Your objective | Return the line that contains "pub fn meta(&self)" plus every line after it to the end of the entries below, exactly as given, and stop there.

[Supplied records — start]

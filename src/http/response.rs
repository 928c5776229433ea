use std::collections::HashMap;
use std::path::PathBuf;

use crate::http::mime::ContentType;

/// HTTP status code.
///
/// Kept as a raw number because the Spartan bridge passes through codes that
/// are not HTTP at all: backends may answer with a code below 100 that is
/// already a Spartan status, and the client surfaces unknown Spartan digits
/// verbatim.
#[derive(Debug, Clone, Copy, PartialEq, Eq, Hash)]
pub struct StatusCode(u16);

impl StatusCode {
    /// 200 OK
    pub const OK: StatusCode = StatusCode(200);
    /// 301 Moved Permanently
    pub const MOVED_PERMANENTLY: StatusCode = StatusCode(301);
    /// 307 Temporary Redirect
    pub const TEMPORARY_REDIRECT: StatusCode = StatusCode(307);
    /// 308 Permanent Redirect
    pub const PERMANENT_REDIRECT: StatusCode = StatusCode(308);
    /// 400 Bad Request
    pub const BAD_REQUEST: StatusCode = StatusCode(400);
    /// 404 Not Found
    pub const NOT_FOUND: StatusCode = StatusCode(404);
    /// 500 Internal Server Error
    pub const INTERNAL_SERVER_ERROR: StatusCode = StatusCode(500);
    /// 502 Bad Gateway
    pub const BAD_GATEWAY: StatusCode = StatusCode(502);
    /// 503 Service Unavailable
    pub const SERVICE_UNAVAILABLE: StatusCode = StatusCode(503);
    /// 504 Gateway Timeout
    pub const GATEWAY_TIMEOUT: StatusCode = StatusCode(504);

    pub const fn from_u16(code: u16) -> Self {
        StatusCode(code)
    }

    /// Returns the numeric status code.
    ///
    /// # Example
    ///
    /// ```
    /// # use spartoi::http::response::StatusCode;
    /// assert_eq!(StatusCode::OK.as_u16(), 200);
    /// assert_eq!(StatusCode::from_u16(5).as_u16(), 5);
    /// ```
    pub fn as_u16(&self) -> u16 {
        self.0
    }

    pub fn is_success(&self) -> bool {
        (200..300).contains(&self.0)
    }
}

/// A file range to stream as the response body instead of in-memory bytes.
#[derive(Debug, Clone, PartialEq, Eq)]
pub struct SendFile {
    pub path: PathBuf,
    pub offset: u64,
    /// Number of bytes to send; 0 sends everything after `offset`.
    pub length: u64,
}

/// HTTP-shaped response produced by a backend, or built by the Spartan
/// client from a status line and body.
#[derive(Debug, Clone)]
pub struct Response {
    /// The status code
    pub status: StatusCode,
    /// Headers as key-value pairs
    pub headers: HashMap<String, String>,
    /// Response body as bytes
    pub body: Vec<u8>,
    /// File to send in place of `body`
    pub file: Option<SendFile>,
}

/// Builder for constructing responses in a fluent style.
///
/// # Example
///
/// ```ignore
/// let response = ResponseBuilder::new(StatusCode::OK)
///     .header("Content-Type", "text/gemini")
///     .body(b"# Hello".to_vec())
///     .build();
/// ```
pub struct ResponseBuilder {
    status: StatusCode,
    headers: HashMap<String, String>,
    body: Vec<u8>,
    file: Option<SendFile>,
}

impl ResponseBuilder {
    /// Creates a new response builder with the specified status code.
    pub fn new(status: StatusCode) -> Self {
        Self {
            status,
            headers: HashMap::new(),
            body: Vec::new(),
            file: None,
        }
    }

    /// Adds or replaces a header.
    pub fn header(mut self, key: impl Into<String>, value: impl Into<String>) -> Self {
        self.headers.insert(key.into(), value.into());
        self
    }

    /// Adds every header from `headers`.
    pub fn headers(mut self, headers: HashMap<String, String>) -> Self {
        self.headers.extend(headers);
        self
    }

    /// Sets the response body.
    pub fn body(mut self, body: Vec<u8>) -> Self {
        self.body = body;
        self
    }

    /// Streams a file range instead of the in-memory body.
    pub fn send_file(mut self, path: impl Into<PathBuf>, offset: u64, length: u64) -> Self {
        self.file = Some(SendFile {
            path: path.into(),
            offset,
            length,
        });
        self
    }

    /// Builds the final Response.
    pub fn build(self) -> Response {
        Response {
            status: self.status,
            headers: self.headers,
            body: self.body,
            file: self.file,
        }
    }
}

impl Response {
    /// Creates a 500 Internal Server Error response.
    pub fn internal_error() -> Self {
        ResponseBuilder::new(StatusCode::INTERNAL_SERVER_ERROR)
            .body(b"500 Internal Server Error".to_vec())
            .build()
    }

    /// Retrieves a header value by name, ignoring ASCII case.
    pub fn header(&self, key: &str) -> Option<&str> {
        self.headers
            .iter()
            .find(|(k, _)| k.eq_ignore_ascii_case(key))
            .map(|(_, v)| v.as_str())
    }

    /// The content-type header, if set and non-empty.
    pub fn content_type(&self) -> Option<&str> {
        self.header("Content-Type").filter(|ct| !ct.is_empty())
    }

    /// Decoded content type, if one is set.
    pub fn content_kind(&self) -> Option<ContentType> {
        self.content_type().map(ContentType::from_meta)
    }

    /// The Spartan meta string attached to the response.
    pub fn meta(&self) -> Option<&str> {
        self.header("meta")
    }

    /// The Spartan status digit attached by the client, if any.
    pub fn spartan_status(&self) -> Option<u8> {
        self.header("spartan-status").and_then(|s| s.parse().ok())
    }
}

[Supplied records — finish]

Response area |
    pub fn meta(&self) -> Option<&str> {
        self.header("meta")
    }

    /// The Spartan status digit attached by the client, if any.
    pub fn spartan_status(&self) -> Option<u8> {
        self.header("spartan-status").and_then(|s| s.parse().ok())
    }
}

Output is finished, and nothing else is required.